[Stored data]
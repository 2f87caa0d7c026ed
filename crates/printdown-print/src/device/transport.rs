// SPDX-License-Identifier: PMPL-1.0-or-later
// Copyright (c) 2026 Jonathan D.A. Jewell (hyperpolymath) <jonathan.jewell@open.ac.uk>
//
// Byte sinks the ESC/POS driver writes to.

use std::fs::OpenOptions;
use std::io::{self, BufWriter, Write};
use std::path::{Path, PathBuf};
use std::sync::{Arc, Mutex, PoisonError};

use tracing::debug;

use printdown_core::error::DeviceError;

/// Opens a fresh writer for each job.
pub trait Transport: Send {
    fn open(&mut self) -> Result<Box<dyn Write + Send>, DeviceError>;

    /// Human-readable target, for logs.
    fn describe(&self) -> String;
}

/// A character device (or plain file) opened for each job and closed after
/// it, so a printer that was unplugged and reconnected is picked up again.
#[derive(Debug, Clone)]
pub struct DeviceFile {
    path: PathBuf,
}

impl DeviceFile {
    pub fn new(path: impl Into<PathBuf>) -> Self {
        Self { path: path.into() }
    }

    pub fn path(&self) -> &Path {
        &self.path
    }
}

impl Transport for DeviceFile {
    fn open(&mut self) -> Result<Box<dyn Write + Send>, DeviceError> {
        let file = OpenOptions::new()
            .append(true)
            .open(&self.path)
            .map_err(|e| DeviceError::Unavailable(format!("{}: {e}", self.path.display())))?;
        debug!(path = %self.path.display(), "device opened");
        Ok(Box::new(BufWriter::new(file)))
    }

    fn describe(&self) -> String {
        self.path.display().to_string()
    }
}

/// Collects everything written into a shared buffer.
#[derive(Debug, Clone, Default)]
pub struct MemoryTransport {
    buf: Arc<Mutex<Vec<u8>>>,
}

impl MemoryTransport {
    pub fn new() -> Self {
        Self::default()
    }

    /// A copy of all bytes written so far.
    pub fn contents(&self) -> Vec<u8> {
        self.buf
            .lock()
            .unwrap_or_else(PoisonError::into_inner)
            .clone()
    }
}

impl Transport for MemoryTransport {
    fn open(&mut self) -> Result<Box<dyn Write + Send>, DeviceError> {
        Ok(Box::new(SharedWriter(Arc::clone(&self.buf))))
    }

    fn describe(&self) -> String {
        "memory".into()
    }
}

struct SharedWriter(Arc<Mutex<Vec<u8>>>);

impl Write for SharedWriter {
    fn write(&mut self, data: &[u8]) -> io::Result<usize> {
        self.0
            .lock()
            .unwrap_or_else(PoisonError::into_inner)
            .extend_from_slice(data);
        Ok(data.len())
    }

    fn flush(&mut self) -> io::Result<()> {
        Ok(())
    }
}

#[cfg(test)]
mod tests {
    use super::*;

    #[test]
    fn device_file_appends_across_opens() {
        let file = tempfile::NamedTempFile::new().unwrap();
        let mut transport = DeviceFile::new(file.path());

        for chunk in [&b"one"[..], b"two"] {
            let mut writer = transport.open().unwrap();
            writer.write_all(chunk).unwrap();
            writer.flush().unwrap();
        }
        assert_eq!(std::fs::read(file.path()).unwrap(), b"onetwo");
    }

    #[test]
    fn missing_device_is_unavailable() {
        let dir = tempfile::tempdir().unwrap();
        let mut transport = DeviceFile::new(dir.path().join("lp9"));
        let err = transport.open().err().unwrap();
        assert!(matches!(err, DeviceError::Unavailable(_)));
    }

    #[test]
    fn memory_transport_shares_its_buffer() {
        let transport = MemoryTransport::new();
        let mut handle = transport.clone();
        handle.open().unwrap().write_all(b"abc").unwrap();
        assert_eq!(transport.contents(), b"abc");
    }
}
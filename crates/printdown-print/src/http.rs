// SPDX-License-Identifier: PMPL-1.0-or-later
// Copyright (c) 2026 Jonathan D.A. Jewell (hyperpolymath) <jonathan.jewell@open.ac.uk>
//
// Just enough HTTP/1.1 to carry IPP: request head parsing, Content-Length
// and chunked bodies, `Expect: 100-continue`, and single-shot responses
// with `Connection: close`.

use tokio::io::{AsyncBufRead, AsyncBufReadExt, AsyncReadExt, AsyncWrite, AsyncWriteExt};

use printdown_core::error::{PrintdownError, Result};

/// Upper bound on the request line plus headers.
const MAX_HEAD_BYTES: usize = 16 * 1024;

/// A parsed request line and header block.
#[derive(Debug, Clone, PartialEq, Eq)]
pub struct RequestHead {
    pub method: String,
    pub target: String,
    pub version: String,
    headers: Vec<(String, String)>,
}

impl RequestHead {
    /// Case-insensitive header lookup (first occurrence).
    pub fn header(&self, name: &str) -> Option<&str> {
        self.headers
            .iter()
            .find(|(k, _)| k.eq_ignore_ascii_case(name))
            .map(|(_, v)| v.as_str())
    }

    pub fn content_length(&self) -> Option<usize> {
        self.header("content-length").and_then(|v| v.trim().parse().ok())
    }

    pub fn is_chunked(&self) -> bool {
        self.header("transfer-encoding")
            .is_some_and(|v| v.to_ascii_lowercase().contains("chunked"))
    }

    pub fn expects_continue(&self) -> bool {
        self.header("expect")
            .is_some_and(|v| v.trim().eq_ignore_ascii_case("100-continue"))
    }

    pub fn host(&self) -> Option<&str> {
        self.header("host").map(str::trim).filter(|h| !h.is_empty())
    }
}

/// Read the request line and headers.  `Ok(None)` if the peer closed the
/// connection before sending anything.
pub async fn read_head<R>(reader: &mut R) -> Result<Option<RequestHead>>
where
    R: AsyncBufRead + Unpin,
{
    let mut consumed = 0usize;
    let Some(request_line) = read_line(reader, &mut consumed).await? else {
        return Ok(None);
    };

    let mut parts = request_line.split_whitespace();
    let (Some(method), Some(target), Some(version)) = (parts.next(), parts.next(), parts.next())
    else {
        return Err(PrintdownError::PrintServer(format!(
            "malformed request line: {request_line:?}"
        )));
    };
    let mut head = RequestHead {
        method: method.to_owned(),
        target: target.to_owned(),
        version: version.to_owned(),
        headers: Vec::new(),
    };

    loop {
        let line = read_line(reader, &mut consumed)
            .await?
            .ok_or_else(|| eof("headers"))?;
        if line.is_empty() {
            break;
        }
        if let Some((name, value)) = line.split_once(':') {
            head.headers.push((name.trim().to_owned(), value.trim().to_owned()));
        }
    }

    Ok(Some(head))
}

/// Read the body as framed by the head.  Without framing headers the body
/// is empty.
pub async fn read_body<R>(reader: &mut R, head: &RequestHead, limit: usize) -> Result<Vec<u8>>
where
    R: AsyncBufRead + Unpin,
{
    if head.is_chunked() {
        return read_chunked(reader, limit).await;
    }

    let len = head.content_length().unwrap_or(0);
    if len > limit {
        return Err(PrintdownError::PrintServer(format!(
            "request body of {len} bytes exceeds limit of {limit}"
        )));
    }
    let mut body = vec![0u8; len];
    reader.read_exact(&mut body).await?;
    Ok(body)
}

async fn read_chunked<R>(reader: &mut R, limit: usize) -> Result<Vec<u8>>
where
    R: AsyncBufRead + Unpin,
{
    let mut body = Vec::new();
    let mut consumed = 0usize;
    loop {
        let size_line = read_line(reader, &mut consumed)
            .await?
            .ok_or_else(|| eof("chunk size"))?;
        let size_field = size_line.split(';').next().unwrap_or_default().trim();
        let size = usize::from_str_radix(size_field, 16).map_err(|_| {
            PrintdownError::PrintServer(format!("bad chunk size: {size_field:?}"))
        })?;

        if size == 0 {
            // Trailers, up to the blank line.
            while let Some(line) = read_line(reader, &mut consumed).await? {
                if line.is_empty() {
                    break;
                }
            }
            return Ok(body);
        }

        if size > limit.saturating_sub(body.len()) {
            return Err(PrintdownError::PrintServer(format!(
                "chunked body exceeds limit of {limit} bytes"
            )));
        }
        let start = body.len();
        body.resize(start + size, 0);
        reader.read_exact(&mut body[start..]).await?;

        let mut crlf = [0u8; 2];
        reader.read_exact(&mut crlf).await?;
        if crlf != *b"\r\n" {
            return Err(PrintdownError::PrintServer(
                "chunk data not followed by CRLF".into(),
            ));
        }
        consumed = 0;
    }
}

/// Read one CRLF- (or LF-) terminated line without the terminator.
async fn read_line<R>(reader: &mut R, consumed: &mut usize) -> Result<Option<String>>
where
    R: AsyncBufRead + Unpin,
{
    let mut raw = Vec::new();
    let n = reader.read_until(b'\n', &mut raw).await?;
    if n == 0 {
        return Ok(None);
    }
    *consumed += n;
    if *consumed > MAX_HEAD_BYTES {
        return Err(PrintdownError::PrintServer("HTTP header section too large".into()));
    }
    while raw.last().is_some_and(|b| *b == b'\n' || *b == b'\r') {
        raw.pop();
    }
    Ok(Some(String::from_utf8_lossy(&raw).into_owned()))
}

fn eof(what: &str) -> PrintdownError {
    PrintdownError::PrintServer(format!("connection closed while reading {what}"))
}

// ---------------------------------------------------------------------------
// Responses
// ---------------------------------------------------------------------------

/// Interim response sent before reading a body the client is holding back.
pub async fn write_continue<W>(writer: &mut W) -> Result<()>
where
    W: AsyncWrite + Unpin,
{
    writer.write_all(b"HTTP/1.1 100 Continue\r\n\r\n").await?;
    writer.flush().await?;
    Ok(())
}

/// Write a complete response and flush.  The connection is not reused.
pub async fn write_response<W>(
    writer: &mut W,
    status: u16,
    reason: &str,
    content_type: &str,
    body: &[u8],
) -> Result<()>
where
    W: AsyncWrite + Unpin,
{
    let head = format!(
        "HTTP/1.1 {status} {reason}\r\n\
         Content-Type: {content_type}\r\n\
         Content-Length: {}\r\n\
         Connection: close\r\n\
         \r\n",
        body.len()
    );
    writer.write_all(head.as_bytes()).await?;
    writer.write_all(body).await?;
    writer.flush().await?;
    Ok(())
}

» What the exercise asks
From the line with "let mut crlf = [0u8; 2];" to the final line of the data above, please reproduce every line exactly and add nothing.

» Task result
        let mut crlf = [0u8; 2];
        reader.read_exact(&mut crlf).await?;
        if crlf != *b"\r\n" {
            return Err(PrintdownError::PrintServer(
                "chunk data not followed by CRLF".into(),
            ));
        }
        consumed = 0;
    }
}

/// Read one CRLF- (or LF-) terminated line without the terminator.
async fn read_line<R>(reader: &mut R, consumed: &mut usize) -> Result<Option<String>>
where
    R: AsyncBufRead + Unpin,
{
    let mut raw = Vec::new();
    let n = reader.read_until(b'\n', &mut raw).await?;
    if n == 0 {
        return Ok(None);
    }
    *consumed += n;
    if *consumed > MAX_HEAD_BYTES {
        return Err(PrintdownError::PrintServer("HTTP header section too large".into()));
    }
    while raw.last().is_some_and(|b| *b == b'\n' || *b == b'\r') {
        raw.pop();
    }
    Ok(Some(String::from_utf8_lossy(&raw).into_owned()))
}

fn eof(what: &str) -> PrintdownError {
    PrintdownError::PrintServer(format!("connection closed while reading {what}"))
}

// ---------------------------------------------------------------------------
// Responses
// ---------------------------------------------------------------------------

/// Interim response sent before reading a body the client is holding back.
pub async fn write_continue<W>(writer: &mut W) -> Result<()>
where
    W: AsyncWrite + Unpin,
{
    writer.write_all(b"HTTP/1.1 100 Continue\r\n\r\n").await?;
    writer.flush().await?;
    Ok(())
}

/// Write a complete response and flush.  The connection is not reused.
pub async fn write_response<W>(
    writer: &mut W,
    status: u16,
    reason: &str,
    content_type: &str,
    body: &[u8],
) -> Result<()>
where
    W: AsyncWrite + Unpin,
{
    let head = format!(
        "HTTP/1.1 {status} {reason}\r\n\
         Content-Type: {content_type}\r\n\
         Content-Length: {}\r\n\
         Connection: close\r\n\
         \r\n",
        body.len()
    );
    writer.write_all(head.as_bytes()).await?;
    writer.write_all(body).await?;
    writer.flush().await?;
    Ok(())
}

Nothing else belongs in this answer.